Work item: Compute how many lines in the data below contain "PlaypageError"; answer only with that number.

Task input:
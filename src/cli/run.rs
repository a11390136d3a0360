use log::debug;

use crate::cli::lookup_script;
use crate::error::PlaypageError;
use crate::interaction::Interaction;
use crate::renderer::{self, RenderMode};
use crate::runtime::run::Runner;

pub fn handle_run(script: &str, mode: RenderMode, interactions: &[Interaction]) -> Result<(), PlaypageError> {
    let output = run_to_string(script, mode, interactions)?;
    print!("{}", output);
    if !output.ends_with('\n') {
        println!();
    }
    Ok(())
}

/// Initial pass, then one pass per interaction; returns the last pass rendered in `mode`.
pub fn run_to_string(script: &str, mode: RenderMode, interactions: &[Interaction]) -> Result<String, PlaypageError> {
    let mut runner = Runner::new(lookup_script(script)?);
    let mut pass = runner.load()?.clone();
    for interaction in interactions {
        debug!("applying {:?}", interaction);
        pass = runner.interact(interaction)?.clone();
    }
    Ok(renderer::render(&pass, mode)?)
}
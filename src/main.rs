use clap::Parser;

use playpage::cli::{self, Cli};
use playpage::logging;

fn main() {
    logging::init();
    let cli = Cli::parse();
    if let Err(err) = cli::run(cli) {
        eprintln!("❌ {}", err);
        std::process::exit(1);
    }
}
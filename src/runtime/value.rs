use std::fmt;

use serde::Serialize;

#[derive(Debug, Clone, Copy, PartialEq, Eq, Serialize)]
#[serde(rename_all = "snake_case")]
pub enum WidgetKind {
    TextInput,
    TextArea,
    Button,
    Checkbox,
    Radio,
}

impl WidgetKind {
    pub fn as_str(&self) -> &'static str {
        match self {
            WidgetKind::TextInput => "text_input",
            WidgetKind::TextArea => "text_area",
            WidgetKind::Button => "button",
            WidgetKind::Checkbox => "checkbox",
            WidgetKind::Radio => "radio",
        }
    }

    /// Whether `value` is the value type this kind of widget stores.
    pub fn accepts(&self, value: &WidgetValue) -> bool {
        matches!(
            (self, value),
            (WidgetKind::TextInput | WidgetKind::TextArea, WidgetValue::Text(_))
                | (WidgetKind::Button | WidgetKind::Checkbox, WidgetValue::Bool(_))
                | (WidgetKind::Radio, WidgetValue::Choice(_))
        )
    }
}

impl fmt::Display for WidgetKind {
    fn fmt(&self, f: &mut fmt::Formatter<'_>) -> fmt::Result {
        f.write_str(self.as_str())
    }
}

#[derive(Debug, Clone, PartialEq, Eq, Serialize)]
#[serde(untagged)]
pub enum WidgetValue {
    Text(String),
    Bool(bool),
    Choice(usize),
}

impl WidgetValue {
    pub fn as_text(&self) -> Option<&str> {
        match self {
            WidgetValue::Text(s) => Some(s),
            _ => None,
        }
    }

    pub fn as_bool(&self) -> Option<bool> {
        match self {
            WidgetValue::Bool(b) => Some(*b),
            _ => None,
        }
    }

    pub fn as_choice(&self) -> Option<usize> {
        match self {
            WidgetValue::Choice(i) => Some(*i),
            _ => None,
        }
    }
}

/// Identity of a widget inside a session.
#[derive(Debug, Clone, PartialEq, Eq, PartialOrd, Ord, Hash, Serialize)]
#[serde(transparent)]
pub struct WidgetKey(String);

impl WidgetKey {
    pub fn new(key: impl Into<String>) -> Self {
        Self(key.into())
    }

    /// Key used when the script does not name the widget.
    pub fn derived(kind: WidgetKind, label: &str) -> Self {
        Self(format!("{}:{}", kind.as_str(), label))
    }

    pub fn as_str(&self) -> &str {
        &self.0
    }
}

impl fmt::Display for WidgetKey {
    fn fmt(&self, f: &mut fmt::Formatter<'_>) -> fmt::Result {
        f.write_str(&self.0)
    }
}

impl From<&str> for WidgetKey {
    fn from(value: &str) -> Self {
        Self::new(value)
    }
}

impl From<String> for WidgetKey {
    fn from(value: String) -> Self {
        Self(value)
    }
}
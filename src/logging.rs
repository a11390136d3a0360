use env_logger::Env;

/// Environment variable holding the log filter, e.g. `PLAYPAGE_LOG=debug`.
pub const LOG_ENV: &str = "PLAYPAGE_LOG";

pub fn init() {
    let _ = env_logger::Builder::from_env(Env::default().filter_or(LOG_ENV, "info"))
        .format_timestamp(None)
        .format_target(false)
        .try_init();
}
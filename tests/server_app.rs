use std::io::{Read, Write};
use std::net::TcpStream;
use std::thread;
use std::time::Duration;

use playpage::scripts;
use playpage::server::{App, Request, Server, SessionLimits};

fn init_logging() {
    let _ = env_logger::builder().is_test(true).try_init();
}

fn app() -> App {
    init_logging();
    App::new(scripts::find("hello").unwrap())
}

#[test]
fn first_visit_issues_a_session_cookie() {
    let mut app = app();
    let resp = app.handle(&Request::get("/", None));
    assert_eq!(resp.status, 200);
    assert_eq!(resp.set_session.as_deref(), Some("s1"));
    assert!(resp.body.contains("Press the button to see a response."));

    let again = app.handle(&Request::get("/", Some("s1")));
    assert_eq!(again.status, 200);
    assert!(again.set_session.is_none());
    assert_eq!(app.session_count(), 1);
}

#[test]
fn unknown_cookie_starts_a_new_session() {
    let mut app = app();
    let resp = app.handle(&Request::get("/", Some("stale")));
    assert_eq!(resp.set_session.as_deref(), Some("s1"));
}

#[test]
fn form_post_redirects_to_the_clicked_pass() {
    let mut app = app();
    app.handle(&Request::get("/", None));
    let resp = app.handle(&Request::post_form(
        "/",
        Some("s1"),
        "text_input%3AMessage=Hi+%3Cthere%3E&__click=button%3ASay+it",
    ));
    assert_eq!(resp.status, 303);
    assert_eq!(resp.location.as_deref(), Some("/"));
    assert!(resp.set_session.is_none());

    let landed = app.handle(&Request::get("/", Some("s1")));
    assert_eq!(landed.status, 200);
    assert!(landed.body.contains("You said: Hi &lt;there&gt;"));

    let refresh = app.handle(&Request::get("/", Some("s1")));
    assert!(refresh.body.contains("Press the button to see a response."));
    assert!(refresh.body.contains("value=\"Hi &lt;there&gt;\""));
}

#[test]
fn sessions_are_isolated() {
    let mut app = app();
    app.handle(&Request::get("/", None));
    app.handle(&Request::get("/", None));
    app.handle(&Request::post_form("/", Some("s1"), "text_input%3AMessage=one"));
    let other = app.handle(&Request::get("/", Some("s2")));
    assert!(other.body.contains("value=\"Hello\""));
}

#[test]
fn bad_interaction_is_a_400_and_session_survives() {
    let mut app = app();
    app.handle(&Request::get("/", None));
    let resp = app.handle(&Request::post_form("/", Some("s1"), "__click=nope"));
    assert_eq!(resp.status, 400);
    assert!(resp.location.is_none());
    assert!(resp.body.contains("no widget `nope`"));

    let ok = app.handle(&Request::get("/", Some("s1")));
    assert_eq!(ok.status, 200);
}

#[test]
fn other_paths_and_methods_are_refused() {
    let mut app = app();
    assert_eq!(app.handle(&Request::get("/favicon.ico", None)).status, 404);
    let mut put = Request::get("/", None);
    put.method = "PUT".into();
    assert_eq!(app.handle(&put).status, 405);
    assert_eq!(app.session_count(), 0);
}

#[test]
fn idle_sessions_expire() {
    init_logging();
    let limits = SessionLimits {
        idle: Duration::ZERO,
        max: 16,
    };
    let mut app = App::with_limits(scripts::find("hello").unwrap(), limits);
    assert_eq!(app.handle(&Request::get("/", None)).set_session.as_deref(), Some("s1"));

    let resp = app.handle(&Request::get("/", Some("s1")));
    assert_eq!(resp.set_session.as_deref(), Some("s2"));
    assert_eq!(app.session_count(), 1);
}

#[test]
fn session_count_is_capped() {
    init_logging();
    let limits = SessionLimits {
        idle: Duration::from_secs(3600),
        max: 8,
    };
    let mut app = App::with_limits(scripts::find("hello").unwrap(), limits);
    for _ in 0..1000 {
        app.handle(&Request::get("/", None));
    }
    assert_eq!(app.session_count(), 8);

    // The newest session survives eviction.
    let resp = app.handle(&Request::get("/", Some("s1000")));
    assert!(resp.set_session.is_none());
}

#[test]
fn silent_connection_does_not_block_the_next_client() {
    init_logging();
    let mut server = Server::bind("127.0.0.1:0", scripts::find("hello").unwrap(), SessionLimits::default())
        .unwrap()
        .with_io_timeout(Duration::from_millis(200));
    let addr = server.local_addr().unwrap();

    let idle = TcpStream::connect(addr).unwrap();
    let client = thread::spawn(move || {
        let mut stream = TcpStream::connect(addr).unwrap();
        stream
            .write_all(b"GET / HTTP/1.1\r\nHost: localhost\r\n\r\n")
            .unwrap();
        let mut response = String::new();
        stream.read_to_string(&mut response).unwrap();
        response
    });

    server.serve_next().unwrap();
    server.serve_next().unwrap();
    let response = client.join().unwrap();
    assert!(response.starts_with("HTTP/1.1 200 OK\r\n"));
    drop(idle);
}

#[test]
fn serves_one_connection_over_tcp() {
    init_logging();
    let mut server = Server::bind("127.0.0.1:0", scripts::find("hello").unwrap(), SessionLimits::default()).unwrap();
    let addr = server.local_addr().unwrap();

    let client = thread::spawn(move || {
        let mut stream = TcpStream::connect(addr).unwrap();
        stream
            .write_all(b"GET / HTTP/1.1\r\nHost: localhost\r\n\r\n")
            .unwrap();
        let mut response = String::new();
        stream.read_to_string(&mut response).unwrap();
        response
    });

    server.serve_next().unwrap();
    let response = client.join().unwrap();
    assert!(response.starts_with("HTTP/1.1 200 OK\r\n"));
    assert!(response.contains("Set-Cookie: playpage_session=s1;"));
    assert!(response.contains("<h1>Playground</h1>"));
}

Answer for this exercise: 3